12
— Вы знаете, Карл, — Лев Скоморох обычно говорил тихим и, пожалуй, даже мягким голосом. Если не знать его так хорошо, как знал Карл, можно было легко обмануться и принять этого не высокого, полноватого кавалера с седыми клочками волос, сохранившихся на совершенно голом черепе только над ушами, за провинциального небогатого землевладельца и непременно отца многочисленного семейства, состоящего сплошь из одних только женщин. И лицо у него было под стать фигуре и манере одеваться, некрасивое, но располагающее, добродушное… Однако все это не соответствовало действительности. Маршал Скоморох был блистательным полководцем великой эпохи. И тихую жизнь провинциального затворника, делящего свое время между полями и фермами своих крошечных владений, любимыми книгами, и малочисленной семьей, состоящей из больной жены, слывшей некогда одной из первых красавиц императорского двора — она была на полторы головы выше своего мужа — и двух богатырского сложения сыновей, вот эту спокойную размеренную жизнь он обрел, только выйдя в отставку.

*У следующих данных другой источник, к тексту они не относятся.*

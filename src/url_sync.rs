//! Browser address bar synchronization
//!
//! The query string is the durable copy of the filter state: it is read once
//! on startup, rewritten after every commit and read again on back/forward.

use leptos::prelude::*;
use wasm_bindgen::JsValue;
use web_sys::console;

/// How a new URL is recorded in session history
#[derive(Debug, Clone, Copy, PartialEq, Eq)]
pub enum HistoryMode {
    /// New history entry (user-visible filter change)
    Push,
    /// Overwrite the current entry (canonicalizing on load)
    Replace,
}

/// Current `location.search`, including the leading `?`
pub fn current_search() -> String {
    window().location().search().unwrap_or_default()
}

/// Write `search` (`?a=1` or empty) to the address bar, keeping the path.
pub fn write_search(search: &str, mode: HistoryMode) {
    let window = window();
    if window.location().search().unwrap_or_default() == search {
        return;
    }
    let path = window.location().pathname().unwrap_or_else(|_| "/".to_string());
    let url = format!("{}{}", path, search);

    let history = match window.history() {
        Ok(history) => history,
        Err(e) => {
            console::error_1(&format!("History API unavailable: {:?}", e).into());
            return;
        }
    };
    let result = match mode {
        HistoryMode::Push => history.push_state_with_url(&JsValue::NULL, "", Some(&url)),
        HistoryMode::Replace => history.replace_state_with_url(&JsValue::NULL, "", Some(&url)),
    };
    if let Err(e) = result {
        console::error_1(&format!("Failed to update URL: {:?}", e).into());
    }
}

/// Run `on_change` with the new `location.search` on back/forward navigation.
pub fn on_navigation(on_change: impl Fn(String) + 'static) {
    let handle = window_event_listener(leptos::ev::popstate, move |_| {
        on_change(current_search());
    });
    // The listener lives as long as the page
    std::mem::forget(handle);
}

— Вы знаете, Карл, — сказал Лев. — Что самое трудное для меня в профессии полководца?
— Посылать людей на смерть, — предположил Карл.
— Да, — согласился Лев. — Скверное у нас ремесло, Карл. Но смерть… Смерть лишь частный случай. После сражений мне всегда было стыдно смотреть в глаза уцелевшим. Люди не шахматные фигуры, Карл, так я это понимаю, и война не игра.
«Странно, что я вспомнил именно об этом разговоре…»
Действительно странно, потому что, если мысль, высказанная маршалом, и имела отношение к тому, о чем думал сейчас Карл, то только опосредствованное. На самом деле, занимала Карла гораздо более общая мысль о характере отношений между людьми, о чести и достоинстве человека, и о порядочности, которая предполагает уважение к собеседнику.
«Я могу сделать одно из двух, — размышлял он, сидя в кресле с закрытыми глазами. — Позвать Медведя сюда, или… или „сходить“ к нему самому».
На самом деле, он уже все для себя решил, и рассуждения на данную тему служили сейчас лишь одной цели, успокоить взявшее разгон сердце. То, что предполагал совершить Карл было чем-то настолько новым и, пожалуй, неприятным, что даже его бестрепетное сердце отозвалось на вызов, который предстояло теперь Карлу бросить неведомому. Но…
«Логически рассуждая, если возможно первое, то почему бы не случиться и второму?»
Карл едва успел додумать эту не слишком сложную мысль, как мир изменился, и означало это, что даже невозможное возможно. Чуть окрашенная в красный цвет тьма — он сидел перед окном, за которым сияло яркое солнце ранней осени — сменилась чуть приглушенными сумерками раннего вечера, хотя Карл доподлинно знал, что скачка во времени не произошло. День был тот же самый, и час тоже, но место, разумеется, было другое. Он стоял сейчас в толчее рыбного рынка и перед ним, буквально в нескольких шагах, находился старенький и неказистый дом аптекаря Михайлы Дова.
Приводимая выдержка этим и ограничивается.